# ASSIGNED TASK
Search the records for the word "version" and pick out every line that has it.

# DATA
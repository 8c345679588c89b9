//! HTTP surface of the controller.

use std::sync::Arc;

use axum::extract::{DefaultBodyLimit, Path, Query, State};
use axum::http::{header, StatusCode};
use axum::response::{IntoResponse, Response};
use axum::routing::{get, post, put};
use axum::{Json, Router};
use axum_extra::extract::Multipart;
use chrono::Utc;
use serde::Deserialize;
use tower_http::trace::TraceLayer;
use tracing::{info, warn};
use uuid::Uuid;

use crate::archive::{read_manifest_from_bytes, sha256_hex};
use crate::artefact_storage::ArtefactStorage;
use crate::controller_client::StateChange;
use crate::error::{ApiError, StoreError};
use crate::lifecycle::{DelayOutOfRange, LifecycleActionScheduler, ScheduleOutcome};
use crate::manifest::Manifest;
use crate::mismatch::compute_mismatches;
use crate::model::{
    ArtefactModel, CronjobExecution, LifecycleAction, ScheduledLifecycleAction,
    ServerArtefactState, ServerModel, StateType,
};
use crate::store::StateStore;

#[derive(Clone)]
pub struct AppState {
    pub store: Arc<dyn StateStore>,
    pub storage: Arc<ArtefactStorage>,
    pub lifecycle: Arc<LifecycleActionScheduler>,
}

pub fn router(state: AppState, max_upload_bytes: usize) -> Router {
    Router::new()
        .route("/server", put(upsert_server).get(list_servers))
        .route("/server/:uuid", get(get_server))
        .route(
            "/server/:uuid/state/:kind",
            get(get_state).patch(patch_state).delete(delete_state),
        )
        .route("/operator/:server/:action", post(operator_action))
        .route("/artefact", post(upload_artefact).get(list_artefacts))
        .route("/artefact/:uuid", get(get_artefact))
        .route("/artefact/:uuid/download", get(download_artefact))
        .route("/artefact/:uuid/download/manifest", get(download_manifest))
        .route("/cron", get(list_cron))
        .route("/schedule", get(list_schedule))
        .layer(DefaultBodyLimit::max(max_upload_bytes))
        .layer(TraceLayer::new_for_http())
        .with_state(state)
}

async fn upsert_server(
    State(state): State<AppState>,
    Json(server): Json<ServerModel>,
) -> Result<Json<ServerModel>, ApiError> {
    let server = state.store.upsert_server(server)?;
    info!("🖥️  Server {} ({}) saved", server.name, server.uuid);
    Ok(Json(server))
}

async fn list_servers(State(state): State<AppState>) -> Result<Json<Vec<ServerModel>>, ApiError> {
    Ok(Json(state.store.list_servers()?))
}

async fn get_server(
    State(state): State<AppState>,
    Path(uuid): Path<Uuid>,
) -> Result<Json<ServerModel>, ApiError> {
    Ok(Json(state.store.get_server(uuid)?))
}

#[derive(Debug, Deserialize)]
struct MismatchQuery {
    #[serde(rename = "requiresRestart")]
    requires_restart: Option<bool>,
}

/// `update` lists mismatches; anything else names a state type.
async fn get_state(
    State(state): State<AppState>,
    Path((uuid, kind)): Path<(Uuid, String)>,
    Query(query): Query<MismatchQuery>,
) -> Result<Response, ApiError> {
    if kind == "update" {
        let mismatches = compute_mismatches(state.store.as_ref(), uuid, query.requires_restart)?;
        return Ok(Json(mismatches).into_response());
    }
    let state_type: StateType = kind.parse().map_err(ApiError::bad_request)?;
    state.store.get_server(uuid)?;
    Ok(Json(state.store.list_states(uuid, Some(state_type))?).into_response())
}

fn writable_state_type(kind: &str) -> Result<StateType, ApiError> {
    match kind.parse::<StateType>().map_err(ApiError::bad_request)? {
        StateType::History => Err(ApiError::bad_request("HISTORY rows are read-only")),
        state_type => Ok(state_type),
    }
}

async fn patch_state(
    State(state): State<AppState>,
    Path((uuid, kind)): Path<(Uuid, String)>,
    Json(change): Json<StateChange>,
) -> Result<Json<ServerArtefactState>, ApiError> {
    let state_type = writable_state_type(&kind)?;
    let artefact = change
        .artefact_uuid
        .ok_or_else(|| ApiError::bad_request("artefactUuid is required"))?;
    let row = state
        .store
        .upsert_state(uuid, state_type, &change.artefact_identifier, artefact)?;
    info!(
        "📝 Server {}: {} {} = {}",
        uuid, state_type, change.artefact_identifier, artefact
    );
    Ok(Json(row))
}

async fn delete_state(
    State(state): State<AppState>,
    Path((uuid, kind)): Path<(Uuid, String)>,
    Json(change): Json<StateChange>,
) -> Result<Json<ServerArtefactState>, ApiError> {
    let state_type = writable_state_type(&kind)?;
    let removed = state
        .store
        .remove_state(uuid, state_type, &change.artefact_identifier)?;
    info!(
        "📝 Server {}: {} {} removed",
        uuid, state_type, change.artefact_identifier
    );
    Ok(Json(removed))
}

#[derive(Debug, Deserialize)]
struct DelayQuery {
    delay: Option<String>,
}

async fn operator_action(
    State(state): State<AppState>,
    Path((server, action)): Path<(Uuid, String)>,
    Query(query): Query<DelayQuery>,
) -> Result<Json<ScheduleOutcome>, ApiError> {
    let action: LifecycleAction = action.parse().map_err(ApiError::bad_request)?;
    let delay = query
        .delay
        .as_deref()
        .filter(|d| !d.is_empty())
        .map(humantime::parse_duration)
        .transpose()
        .map_err(|e| ApiError::bad_request(format!("invalid delay: {}", e)))?;
    let outcome = state
        .lifecycle
        .schedule(server, action, delay)
        .await
        .map_err(|e| {
            if e.is::<DelayOutOfRange>() {
                return ApiError::bad_request(format!("invalid delay: {}", e));
            }
            match e.downcast::<StoreError>() {
                Ok(store_err) => ApiError::from(store_err),
                Err(other) => ApiError::bad_gateway(format!("{:#}", other)),
            }
        })?;
    Ok(Json(outcome))
}

async fn upload_artefact(
    State(state): State<AppState>,
    mut multipart: Multipart,
) -> Result<(StatusCode, Json<ArtefactModel>), ApiError> {
    let mut archive = None;
    while let Some(field) = multipart
        .next_field()
        .await
        .map_err(|e| ApiError::bad_request(format!("invalid multipart body: {}", e)))?
    {
        if field.name() == Some("archive") {
            let bytes = field
                .bytes()
                .await
                .map_err(|e| ApiError::bad_request(format!("reading archive: {}", e)))?;
            archive = Some(bytes.to_vec());
        }
    }
    let bytes = archive.ok_or_else(|| ApiError::bad_request("multipart field 'archive' is required"))?;
    let manifest = read_manifest_from_bytes(&bytes)
        .map_err(|e| ApiError::bad_request(format!("{:#}", e)))?;

    if state
        .store
        .list_artefacts()?
        .iter()
        .any(|a| a.identifier == manifest.identifier && a.version == manifest.version)
    {
        return Err(StoreError::conflict(format!("artefact {} already exists", manifest.label())).into());
    }

    let model = ArtefactModel {
        uuid: Uuid::new_v4(),
        identifier: manifest.identifier.clone(),
        version: manifest.version.clone(),
        uploaded_at: Utc::now(),
        hash: sha256_hex(&bytes),
        requires_restart: manifest.requires_restart,
    };
    let size = bytes.len();
    state.storage.put(model.uuid, bytes).await?;
    let model = match state.store.insert_artefact(model.clone()) {
        Ok(model) => model,
        Err(e) => {
            if let Err(cleanup) = state.storage.delete(model.uuid).await {
                warn!("Failed to delete orphaned archive {}: {:#}", model.uuid, cleanup);
            }
            return Err(e.into());
        }
    };
    info!("📤 Uploaded {} as {} ({} bytes)", model.label(), model.uuid, size);
    Ok((StatusCode::CREATED, Json(model)))
}

async fn list_artefacts(State(state): State<AppState>) -> Result<Json<Vec<ArtefactModel>>, ApiError> {
    Ok(Json(state.store.list_artefacts()?))
}

async fn get_artefact(
    State(state): State<AppState>,
    Path(uuid): Path<Uuid>,
) -> Result<Json<ArtefactModel>, ApiError> {
    Ok(Json(state.store.get_artefact(uuid)?))
}

async fn download_artefact(
    State(state): State<AppState>,
    Path(uuid): Path<Uuid>,
) -> Result<Response, ApiError> {
    let artefact = state.store.get_artefact(uuid)?;
    let bytes = state.storage.get(uuid).await?;
    let disposition = format!("attachment; filename=\"{}-{}.tar.gz\"", artefact.identifier, artefact.version);
    Ok((
        [
            (header::CONTENT_TYPE, "application/gzip".to_string()),
            (header::CONTENT_DISPOSITION, disposition),
        ],
        bytes,
    )
        .into_response())
}

async fn download_manifest(
    State(state): State<AppState>,
    Path(uuid): Path<Uuid>,
) -> Result<Json<Manifest>, ApiError> {
    state.store.get_artefact(uuid)?;
    let bytes = state.storage.get(uuid).await?;
    let manifest = read_manifest_from_bytes(&bytes)?;
    Ok(Json(manifest))
}

async fn list_cron(State(state): State<AppState>) -> Result<Json<Vec<CronjobExecution>>, ApiError> {
    Ok(Json(state.store.list_cronjob_executions()?))
}

async fn list_schedule(
    State(state): State<AppState>,
) -> Result<Json<Vec<ScheduledLifecycleAction>>, ApiError> {
    Ok(Json(state.store.list_scheduled_actions()?))
}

# SOLUTION TO THIS PROBLEM
        .any(|a| a.identifier == manifest.identifier && a.version == manifest.version)
        version: manifest.version.clone(),
    let disposition = format!("attachment; filename=\"{}-{}.tar.gz\"", artefact.identifier, artefact.version);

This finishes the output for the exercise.